Chapter Thirty Three : De Angelis House

The Football Boys (DISCONTINUED)

"Quickly, Mr.Hugh will be here any second." My mom said as soon as I got home from football practice, ushering me into my bedroom and shoving a black suit into my arms. Today I'd officially meet Mr.Hugh to have a more in depth discussion about being able to play on his team in the future. Dakota would also be at my house soon in hopes of keeping me from having a mental break down in front of Mr.Hugh.

I ran to my bathroom and stripped off all of my clothes in a hurry, jumping in the shower, not bothering to wait for the water to warm up beforehand. The only thought that went through my mind was don't make yourself look like an idiot, my future was in the hands of this guy. After washing up and drying off, I looked at my reflection in the mirror as I combed my hair back after wiping it down.

"This is your chance, Luka. Your chance to prove to every one that they were wrong about you." I spoke aloud, hearing my voice bounce off the walls of my bathroom, trying to give myself the confidence I desperately needed for tonight. I knew there was nothing to worry about, the only thing that worried me was if it would be tonight that my mom would decide that she had enough civil conversations with me and return back to her past self full of ignorance.

"Do you always talk to yourself?" Dakota said from behind me making me instantly jump. I turned around to face him to find him stood in the doorway, tightly hanging onto my towel wrapped around my waist that nearly had fallen off. It'd taken me a moment to come back with some witty remark after seeing him. He was dressed to the nine's in a dark suit and tie, similar to mine and it almost looked like he'd taken the time to do his hair.

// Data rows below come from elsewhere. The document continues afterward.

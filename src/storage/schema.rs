//! SQL schema for the snippet store.

/// DDL statements executed at open time, in order. All are idempotent.
pub const SCHEMA_STATEMENTS: &[&str] = &[
    "CREATE TABLE IF NOT EXISTS collections (
        name        TEXT PRIMARY KEY,
        description TEXT NOT NULL DEFAULT '',
        created_at  TEXT NOT NULL
    );",
    "CREATE TABLE IF NOT EXISTS snippets (
        checksum   TEXT PRIMARY KEY,
        code       TEXT NOT NULL,
        names      TEXT NOT NULL,
        tags       TEXT NOT NULL DEFAULT '[]',
        collection TEXT REFERENCES collections(name) ON DELETE SET NULL,
        minhash    BLOB NOT NULL,
        created_at TEXT NOT NULL
    );",
    "CREATE INDEX IF NOT EXISTS idx_snippets_collection ON snippets(collection);",
    "CREATE TABLE IF NOT EXISTS snippet_versions (
        id         INTEGER PRIMARY KEY AUTOINCREMENT,
        name       TEXT NOT NULL,
        checksum   TEXT NOT NULL,
        code       TEXT NOT NULL,
        minhash    BLOB NOT NULL,
        created_at TEXT NOT NULL
    );",
    "CREATE INDEX IF NOT EXISTS idx_versions_name ON snippet_versions(name);",
    "CREATE TABLE IF NOT EXISTS meta (
        key   TEXT PRIMARY KEY,
        value TEXT NOT NULL
    );",
];
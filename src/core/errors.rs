//! Error types for the resembl library.
//!
//! Every fallible component returns [`ResemblError`]; the tokenizer is total
//! and never fails. The orchestrator recovers locally from `CorruptCache` and
//! `StaleIndex` (both trigger an index rebuild); everything else surfaces to
//! the caller.

use std::io;

use thiserror::Error;

/// Main result type for resembl operations.
pub type Result<T> = std::result::Result<T, ResemblError>;

/// Error taxonomy at the core boundary.
#[derive(Error, Debug)]
pub enum ResemblError {
    /// No snippet, collection, or tag matches the given key.
    #[error("not found: {what}")]
    NotFound {
        /// Description of what was looked up
        what: String,
    },

    /// A checksum prefix or name matched more than one row.
    #[error("ambiguous {what}: {count} rows match")]
    Ambiguous {
        /// Description of the ambiguous lookup
        what: String,
        /// Number of matching rows
        count: usize,
    },

    /// A unique constraint would be violated.
    #[error("already exists: {what}")]
    AlreadyExists {
        /// Description of the conflicting entity
        what: String,
    },

    /// Removing a name would leave a snippet with zero aliases.
    #[error("cannot remove the last name from snippet {checksum}")]
    EmptyAliasSet {
        /// Checksum of the affected snippet
        checksum: String,
    },

    /// Index parameters disagree with the MinHashes stored on snippets.
    #[error("stale index: {message}; run reindex")]
    StaleIndex {
        /// What disagreed
        message: String,
    },

    /// The on-disk LSH cache failed integrity checks. Recoverable: the
    /// orchestrator treats the cache as missing and rebuilds.
    #[error("corrupt cache: {message}")]
    CorruptCache {
        /// What failed to parse or verify
        message: String,
    },

    /// A storage operation failed in a way the caller may retry.
    #[error("transient storage error: {message}")]
    TransientStorage {
        /// Error description
        message: String,
    },

    /// A storage operation failed fatally.
    #[error("storage error: {message}")]
    PermanentStorage {
        /// Error description
        message: String,
    },

    /// Invalid input: bad config value, non-UTF-8 code, unsupported
    /// parameter combination.
    #[error("bad input: {message}")]
    BadInput {
        /// Error description
        message: String,
    },

    /// I/O error outside the storage layer (cache files, import/export).
    #[error("I/O error: {message}")]
    Io {
        /// Human-readable context
        message: String,
        /// Underlying I/O error
        #[source]
        source: io::Error,
    },

    /// A long-running operation was cancelled between items.
    #[error("operation cancelled after {completed} items")]
    Cancelled {
        /// Items durably committed before the cancel flag was observed
        completed: usize,
    },
}

impl ResemblError {
    /// Create a `NotFound` error.
    pub fn not_found(what: impl Into<String>) -> Self {
        Self::NotFound { what: what.into() }
    }

    /// Create an `Ambiguous` error.
    pub fn ambiguous(what: impl Into<String>, count: usize) -> Self {
        Self::Ambiguous {
            what: what.into(),
            count,
        }
    }

    /// Create an `AlreadyExists` error.
    pub fn already_exists(what: impl Into<String>) -> Self {
        Self::AlreadyExists { what: what.into() }
    }

    /// Create an `EmptyAliasSet` error.
    pub fn empty_alias_set(checksum: impl Into<String>) -> Self {
        Self::EmptyAliasSet {
            checksum: checksum.into(),
        }
    }

    /// Create a `StaleIndex` error.
    pub fn stale_index(message: impl Into<String>) -> Self {
        Self::StaleIndex {
            message: message.into(),
        }
    }

    /// Create a `CorruptCache` error.
    pub fn corrupt_cache(message: impl Into<String>) -> Self {
        Self::CorruptCache {
            message: message.into(),
        }
    }

    /// Create a `TransientStorage` error.
    pub fn transient_storage(message: impl Into<String>) -> Self {
        Self::TransientStorage {
            message: message.into(),
        }
    }

    /// Create a `PermanentStorage` error.
    pub fn permanent_storage(message: impl Into<String>) -> Self {
        Self::PermanentStorage {
            message: message.into(),
        }
    }

    /// Create a `BadInput` error.
    pub fn bad_input(message: impl Into<String>) -> Self {
        Self::BadInput {
            message: message.into(),
        }
    }

    /// Create an I/O error with context.
    pub fn io(message: impl Into<String>, source: io::Error) -> Self {
        Self::Io {
            message: message.into(),
            source,
        }
    }

    /// Whether the orchestrator can recover from this error by rebuilding
    /// the LSH index.
    pub fn is_recoverable(&self) -> bool {
        matches!(self, Self::CorruptCache { .. } | Self::StaleIndex { .. })
    }

    /// Process exit code for user-visible failures.
    ///
    /// 0 success, 1 user error, 2 integrity error, 3 cancelled, 4 unexpected.
    pub fn exit_code(&self) -> i32 {
        match self {
            Self::NotFound { .. }
            | Self::Ambiguous { .. }
            | Self::AlreadyExists { .. }
            | Self::EmptyAliasSet { .. }
            | Self::BadInput { .. } => 1,
            Self::CorruptCache { .. } | Self::PermanentStorage { .. } => 2,
            Self::Cancelled { .. } => 3,
            Self::StaleIndex { .. } | Self::TransientStorage { .. } | Self::Io { .. } => 4,
        }
    }
}

impl From<io::Error> for ResemblError {
    fn from(err: io::Error) -> Self {
        Self::io("I/O operation failed", err)
    }
}

impl From<rusqlite::Error> for ResemblError {
    fn from(err: rusqlite::Error) -> Self {
        match err {
            rusqlite::Error::QueryReturnedNoRows => Self::not_found("row"),
            rusqlite::Error::SqliteFailure(code, message) => {
                let text = message.unwrap_or_else(|| code.to_string());
                match code.code {
                    rusqlite::ErrorCode::DatabaseBusy | rusqlite::ErrorCode::DatabaseLocked => {
                        Self::transient_storage(text)
                    }
                    rusqlite::ErrorCode::ConstraintViolation => Self::already_exists(text),
                    _ => Self::permanent_storage(text),
                }
            }
            other => Self::permanent_storage(other.to_string()),
        }
    }
}

impl From<serde_json::Error> for ResemblError {
    fn from(err: serde_json::Error) -> Self {
        Self::permanent_storage(format!("JSON column decode failed: {err}"))
    }
}

#[cfg(test)]
mod tests {
    use super::*;

    #[test]
    fn test_exit_codes() {
        assert_eq!(ResemblError::not_found("snippet").exit_code(), 1);
        assert_eq!(ResemblError::ambiguous("prefix abc", 2).exit_code(), 1);
        assert_eq!(ResemblError::corrupt_cache("bad CRC").exit_code(), 2);
        assert_eq!(ResemblError::Cancelled { completed: 3 }.exit_code(), 3);
        assert_eq!(ResemblError::transient_storage("busy").exit_code(), 4);
    }

    #[test]
    fn test_recoverable() {
        assert!(ResemblError::corrupt_cache("truncated").is_recoverable());
        assert!(ResemblError::stale_index("P mismatch").is_recoverable());
        assert!(!ResemblError::not_found("snippet").is_recoverable());
    }

    #[test]
    fn test_sqlite_no_rows_maps_to_not_found() {
        let err: ResemblError = rusqlite::Error::QueryReturnedNoRows.into();
        assert!(matches!(err, ResemblError::NotFound { .. }));
    }
}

"Do you always broodingly stand in people's doorways?" I said, shoving past him. Not as witty as I'd wanted but it sufficed. I picked up my suit from my bed, getting ready to change only to set it back down again. I turned around realizing Dakota was still standing in my bathroom doorway, staring at me with a huge grin. I walked over to him, grabbing his forearm.

"What?"

"Out."

"Why? I've seen you naked plenty of times!"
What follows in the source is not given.